Schöner-Fuß und ich, wir haben alles überstanden bis jetzt. Soweit also alles unübersichtlich. Ich ärgere mich in Zukunft mit Walter rum. Da hätte ich mir einen bequemeren Feind aussuchen können. Er hat mich überall reingelegt, weil ich ihm damals keine Heimorgel abgekauft habe, obwohl die viel billiger gewesen wäre als meine Hanika 54 PF, Palisander Fichte. Er hat damals zu mir aus Wut gesagt:
„Du mit deinen Fingern, du greifst immer daneben.“
Er sollte Unrecht behalten. Er irrt sich überhaupt komplett. Und nun ein Kompliment an meine Gattin, daß sie es mit einem mit Botenstoffen Unterversorgten es doch geschafft hat, dazu die Kinder. Die großen Erlebnisse in der Rakete, ich habe sie erlebt, ich war dabei. Später wurden die Abenteuer immer drängender. Die Trennung meines Freundes Golddachs von der Recklinghausen, ein Streich der Sinne. Die beiden leben wohlbehalten droben auf dem Dachsberg und machen weiter in frisches Gemüse und Zutaten für die Lebensfreude. Das Gerippe, das ich aus dem Unterholz in die Schwarzwälder Garage verfrachtete, das später zu einem beliebten Opernsänger und Rennpferd mit Ambitionen avancierte – Sing a Song in the Wind – Bob Dylan, der eben gut tun, wenn man allein auf der Welt ist. Ich muß meine Gedanken erst wieder ordnen. Ich esse wieder gut. Ich trenne die Kost, esse Kartoffeln mit Butter und Öl und Salz. Mehr nicht. Ich trenne nicht ganz, wenn ich mir ein Putenschnitzel in die Pfanne lege und Zwiebeln hinzu: Salz und Pfeffer. Ich esse etwas Käse, nicht zu viel, am Abend überhaupt nicht mehr.

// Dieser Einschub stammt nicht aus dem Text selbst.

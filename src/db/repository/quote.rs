//! Quotation repository — listings, detail, and the order ingestion
//! transaction.

use std::collections::HashMap;

use sqlx::PgPool;

use super::{RepoError, RepoResult};
use crate::db::models::{
    IngestOutcome, NewQuote, QuoteDetail, QuoteHeader, QuoteItemRow, QuoteSummary,
};
use crate::db::schema::SchemaRef;

/// `detalle` tag stamped on every line item created by the web order path.
const ITEM_DETAIL_TAG: &str = "COLECCION WOO";

#[derive(Clone)]
pub struct QuoteRepository {
    pool: PgPool,
}

impl QuoteRepository {
    pub fn new(pool: PgPool) -> Self {
        Self { pool }
    }

    /// Paginated quotation listing. `search` matches reference, customer
    /// name, email and the web order id; when the term parses as an
    /// integer it also matches the internal id.
    pub async fn search(
        &self,
        schema: &SchemaRef,
        search: Option<&str>,
        limit: i64,
        offset: i64,
    ) -> RepoResult<(Vec<QuoteSummary>, i64)> {
        let table = schema.table("cotizaciones");
        let like = search.map(|s| format!("%{s}%"));
        let id_match: Option<i64> = search.and_then(|s| s.parse().ok());

        let where_sql = "($1::text IS NULL \
             OR c.referencia ILIKE $1 \
             OR c.nombrecliente ILIKE $1 \
             OR c.email ILIKE $1 \
             OR CAST(c.idcotizacionweb AS TEXT) ILIKE $1 \
             OR ($2::bigint IS NOT NULL AND c.id = $2))";

        let count_sql = format!("SELECT COUNT(*)::bigint FROM {table} c WHERE {where_sql}");
        let total: i64 = sqlx::query_scalar(&count_sql)
            .bind(&like)
            .bind(id_match)
            .fetch_one(&self.pool)
            .await?;

        let list_sql = format!(
            "SELECT c.id::bigint AS id, c.fecha, c.referencia, c.nombrecliente, c.email, \
                    c.idcotizacionweb::bigint AS idcotizacionweb \
             FROM {table} c \
             WHERE {where_sql} \
             ORDER BY c.fecha DESC, c.id DESC \
             LIMIT $3 OFFSET $4"
        );
        let rows = sqlx::query_as::<_, QuoteSummary>(&list_sql)
            .bind(&like)
            .bind(id_match)
            .bind(limit)
            .bind(offset)
            .fetch_all(&self.pool)
            .await?;

        Ok((rows, total))
    }

    /// Quotation detail by internal id or web order id (raw path segment).
    /// Returns the header plus its line items joined against the catalog.
    pub async fn find_detail(
        &self,
        schema: &SchemaRef,
        raw_id: &str,
    ) -> RepoResult<Option<QuoteDetail>> {
        let id_match: Option<i64> = raw_id.parse().ok();

        let header_sql = format!(
            "SELECT c.id::bigint AS id, c.fecha, c.referencia, c.nombrecliente, c.email, \
                    c.telefonos, c.idcotizacionweb::bigint AS idcotizacionweb \
             FROM {} c \
             WHERE ($1::bigint IS NOT NULL AND c.id = $1) \
                OR CAST(c.idcotizacionweb AS TEXT) = $2 \
             ORDER BY c.fecha DESC \
             LIMIT 1",
            schema.table("cotizaciones")
        );
        let header: Option<QuoteHeader> = sqlx::query_as(&header_sql)
            .bind(id_match)
            .bind(raw_id)
            .fetch_optional(&self.pool)
            .await?;

        let Some(cotizacion) = header else {
            return Ok(None);
        };

        let items_sql = format!(
            "SELECT ixc.id::bigint AS id, ixc.iditem::bigint AS iditem, ixc.nombre, \
                    ixc.cantidad::float8 AS cantidad, ixc.precioventa::float8 AS precioventa, \
                    ixc.porcentajedescuento::float8 AS porcentajedescuento, \
                    ixc.iva::float8 AS iva, ixc.detalle, \
                    ii.item AS sku, ii.nombre AS nombre_producto \
             FROM {} ixc \
             LEFT JOIN {} ii ON ii.id = ixc.iditem \
             WHERE ixc.idcotizacion = $1 \
             ORDER BY ixc.id ASC",
            schema.table("itemsxcotizacion"),
            schema.table("inv_items")
        );
        let items: Vec<QuoteItemRow> = sqlx::query_as(&items_sql)
            .bind(cotizacion.id)
            .fetch_all(&self.pool)
            .await?;

        Ok(Some(QuoteDetail { cotizacion, items }))
    }

    /// Runs the whole order → quotation write path inside one transaction:
    ///
    /// 1. idempotency check on `idcotizacionweb`
    /// 2. bulk SKU resolution against the catalog
    /// 3. header insert
    /// 4. one line-item insert per input item, in input order
    /// 5. commit
    ///
    /// The transaction rolls back on drop, so every early return — missing
    /// SKUs, query failure, constraint violation — leaves no partial
    /// writes, and the pooled connection is released on every exit path.
    pub async fn ingest_order(
        &self,
        schema: &SchemaRef,
        order: &NewQuote,
    ) -> RepoResult<IngestOutcome> {
        let cotizaciones = schema.table("cotizaciones");
        let items_table = schema.table("itemsxcotizacion");
        let inv_items = schema.table("inv_items");

        let mut tx = self.pool.begin().await?;

        // 1. Idempotency: an already-seen web order id resolves to the
        //    stored quotation without writing anything.
        let existing_sql =
            format!("SELECT id::bigint FROM {cotizaciones} WHERE idcotizacionweb = $1 LIMIT 1");
        let existing: Option<i64> = sqlx::query_scalar(&existing_sql)
            .bind(order.order_id)
            .fetch_optional(&mut *tx)
            .await?;
        if let Some(id) = existing {
            tx.rollback().await?;
            return Ok(IngestOutcome::AlreadyExists { id });
        }

        // 2. Resolve every referenced SKU in one round-trip.
        let skus = order.distinct_skus();
        let resolve_sql =
            format!("SELECT id::bigint AS id, item FROM {inv_items} WHERE item = ANY($1)");
        let resolved_rows: Vec<(i64, String)> = sqlx::query_as(&resolve_sql)
            .bind(&skus)
            .fetch_all(&mut *tx)
            .await?;
        let resolved: HashMap<String, i64> = resolved_rows
            .into_iter()
            .map(|(id, item)| (item, id))
            .collect();

        let missing: Vec<String> = skus
            .iter()
            .filter(|sku| !resolved.contains_key(*sku))
            .cloned()
            .collect();
        if !missing.is_empty() {
            tx.rollback().await?;
            return Err(RepoError::SkusNotFound {
                schema: schema.name().to_string(),
                missing,
            });
        }

        // 3. Header insert. Business fields this path does not model are
        //    written as the fixed values the quotation workflow expects.
        let header_sql = format!(
            "INSERT INTO {cotizaciones} ( \
                fecha, referencia, tipoproceso, idusuario, tipocliente, idcliente, \
                idciudadinstalacion, descuento, anticipo, estado, causalnegacion, \
                especial, idoc, embalaje, version, idproyecto, iva, idsolicitud, \
                vrservicios, nombrecliente, telefonos, email, idcotizacionweb \
             ) VALUES ( \
                CURRENT_DATE, $1, 0, 1, 0, 0, \
                0, 0, 0, 0, 0, \
                FALSE, 0, 0, 1, 0, 19, 0, \
                0, $2, $3, $4, $5 \
             ) RETURNING id::bigint"
        );
        let inserted: Result<i64, sqlx::Error> = sqlx::query_scalar(&header_sql)
            .bind(order.effective_reference())
            .bind(&order.customer_name)
            .bind(&order.customer_phone)
            .bind(&order.customer_email)
            .bind(order.order_id)
            .fetch_one(&mut *tx)
            .await;

        let idcotizacion = match inserted {
            Ok(id) => id,
            Err(err) if is_unique_violation(&err) => {
                // Lost the race against a concurrent identical submission:
                // the uniqueness of idcotizacionweb is the second
                // idempotency signal. Re-query and resolve as idempotent.
                tx.rollback().await?;
                let id: Option<i64> = sqlx::query_scalar(&existing_sql)
                    .bind(order.order_id)
                    .fetch_optional(&self.pool)
                    .await?;
                return match id {
                    Some(id) => Ok(IngestOutcome::AlreadyExists { id }),
                    None => Err(err.into()),
                };
            }
            Err(err) => return Err(err.into()),
        };

        // 4. Line-item inserts, in input order.
        let item_sql = format!(
            "INSERT INTO {items_table} ( \
                idcotizacion, detalle, iditem, nombre, cantidad, precioventa, iva, \
                especial, espedido, porcentajedescuento \
             ) VALUES ( \
                $1, $2, $3, $4, $5, $6, 19, \
                FALSE, FALSE, $7 \
             )"
        );
        for item in &order.items {
            let iditem = resolved.get(item.sku.trim()).copied().ok_or_else(|| {
                RepoError::Database(format!("SKU sin resolver en la transacción: {}", item.sku))
            })?;
            sqlx::query(&item_sql)
                .bind(idcotizacion)
                .bind(ITEM_DETAIL_TAG)
                .bind(iditem)
                .bind(&item.name)
                .bind(item.qty)
                .bind(item.price)
                .bind(item.discount)
                .execute(&mut *tx)
                .await?;
        }

        // 5. Commit.
        tx.commit().await?;

        Ok(IngestOutcome::Created {
            id: idcotizacion,
            items: order.items.len(),
        })
    }
}

fn is_unique_violation(err: &sqlx::Error) -> bool {
    matches!(err, sqlx::Error::Database(db) if db.is_unique_violation())
}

Seit ich Herrn Maus begegnet bin, ist etwas Wunderbares eingetreten. Wir haben uns gesagt, zum Schluß: Es ist auch das Tagebuch eines Weltraumfahrers.
Der vor Wochen festgelegte Therapieplan schlägt amtlich an. Ich werde mal ein Auge draufhalten, wie es weitergeht.